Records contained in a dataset
*** Begin section ***

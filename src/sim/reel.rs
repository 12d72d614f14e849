//! Per-reel state machine
//!
//! A reel spins at constant speed until the stop scheduler hands it a
//! target, then eases out toward that target and snaps onto it.

use std::f64::consts::TAU;

use serde::{Deserialize, Serialize};

use crate::consts::{EXTRA_STOP_TURNS, NORMAL_SNAP_THRESHOLD, QUICK_SNAP_THRESHOLD};

/// Phase of a single reel, and of the engine as a whole
#[derive(Debug, Clone, Copy, PartialEq, Eq, Default, Serialize, Deserialize)]
pub enum SpinPhase {
    /// Idle, showing a settled segment
    #[default]
    Rest,
    /// Constant-speed spin, no target yet
    Spinning,
    /// Orderly ease-out toward the target
    Stopping,
    /// Forced ease-out: tighter curve, looser snap
    QuickStopping,
}

/// Which stop sequence is running
#[derive(Debug, Clone, Copy, PartialEq, Eq, Serialize, Deserialize)]
pub enum StopMode {
    Normal,
    Quick,
}

impl StopMode {
    pub fn phase(self) -> SpinPhase {
        match self {
            StopMode::Normal => SpinPhase::Stopping,
            StopMode::Quick => SpinPhase::QuickStopping,
        }
    }

    /// Remaining distance below which the reel snaps onto its target
    pub fn snap_threshold(self) -> f64 {
        match self {
            StopMode::Normal => NORMAL_SNAP_THRESHOLD,
            StopMode::Quick => QUICK_SNAP_THRESHOLD,
        }
    }
}

/// One reel's motion state
#[derive(Debug, Clone, PartialEq, Serialize, Deserialize)]
pub struct ReelState {
    /// Rotation (radians, unbounded)
    angle: f64,
    /// Spin speed (radians/second)
    speed: f64,
    /// Landing angle, set only while stopping
    target: Option<f64>,
    phase: SpinPhase,
}

impl ReelState {
    pub fn new(angle: f64, speed: f64) -> Self {
        Self {
            angle,
            speed,
            target: None,
            phase: SpinPhase::Rest,
        }
    }

    pub fn angle(&self) -> f64 {
        self.angle
    }

    pub fn speed(&self) -> f64 {
        self.speed
    }

    pub fn target(&self) -> Option<f64> {
        self.target
    }

    pub fn phase(&self) -> SpinPhase {
        self.phase
    }

    pub fn is_rest(&self) -> bool {
        self.phase == SpinPhase::Rest
    }

    /// Place the reel at an angle while idle
    pub(crate) fn set_rest_angle(&mut self, angle: f64) {
        self.angle = angle;
        self.target = None;
        self.phase = SpinPhase::Rest;
    }

    /// Start spinning at `speed`
    pub(crate) fn start(&mut self, speed: f64) {
        self.speed = speed;
        self.target = None;
        self.phase = SpinPhase::Spinning;
    }

    /// Hand the reel its landing angle. `base_angle` is the segment's angle
    /// in [0, 2π); the reel keeps turning forward at least two more turns.
    pub(crate) fn assign_stop(&mut self, base_angle: f64, mode: StopMode) -> f64 {
        let turns = (self.angle / TAU).floor() + EXTRA_STOP_TURNS;
        let target = base_angle + turns * TAU;
        self.target = Some(target);
        self.phase = mode.phase();
        target
    }

    /// Advance one frame. Returns true on the frame the reel comes to rest.
    ///
    /// `normal_smoothness` and `quick_smoothness` scale how far from the
    /// target the reel starts slowing down, in full turns.
    pub fn advance(&mut self, dt: f64, normal_smoothness: f64, quick_smoothness: f64) -> bool {
        let mode = match self.phase {
            SpinPhase::Rest => return false,
            SpinPhase::Spinning => {
                self.angle += self.speed * dt;
                return false;
            }
            SpinPhase::Stopping => StopMode::Normal,
            SpinPhase::QuickStopping => StopMode::Quick,
        };

        let Some(target) = self.target else {
            return false;
        };

        let diff = target - self.angle;
        let distance = diff.abs();
        if distance < mode.snap_threshold() {
            self.land(target);
            return true;
        }

        let smoothness = match mode {
            StopMode::Normal => normal_smoothness,
            StopMode::Quick => quick_smoothness,
        };
        let decel = (distance / (smoothness * TAU)).min(1.0);
        let step = self.speed * decel * dt;

        if step >= distance {
            self.land(target);
            return true;
        }

        self.angle += diff.signum() * step;
        false
    }

    fn land(&mut self, target: f64) {
        self.angle = target;
        self.phase = SpinPhase::Rest;
    }
}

*** End section ***

§ EXERCISE BRIEF: Going through the entries above, show each line that contains "StopMode".

§ SOLUTION TO THIS TASK:
pub enum StopMode {
impl StopMode {
            StopMode::Normal => SpinPhase::Stopping,
            StopMode::Quick => SpinPhase::QuickStopping,
            StopMode::Normal => NORMAL_SNAP_THRESHOLD,
            StopMode::Quick => QUICK_SNAP_THRESHOLD,
    pub(crate) fn assign_stop(&mut self, base_angle: f64, mode: StopMode) -> f64 {
            SpinPhase::Stopping => StopMode::Normal,
            SpinPhase::QuickStopping => StopMode::Quick,
            StopMode::Normal => normal_smoothness,
            StopMode::Quick => quick_smoothness,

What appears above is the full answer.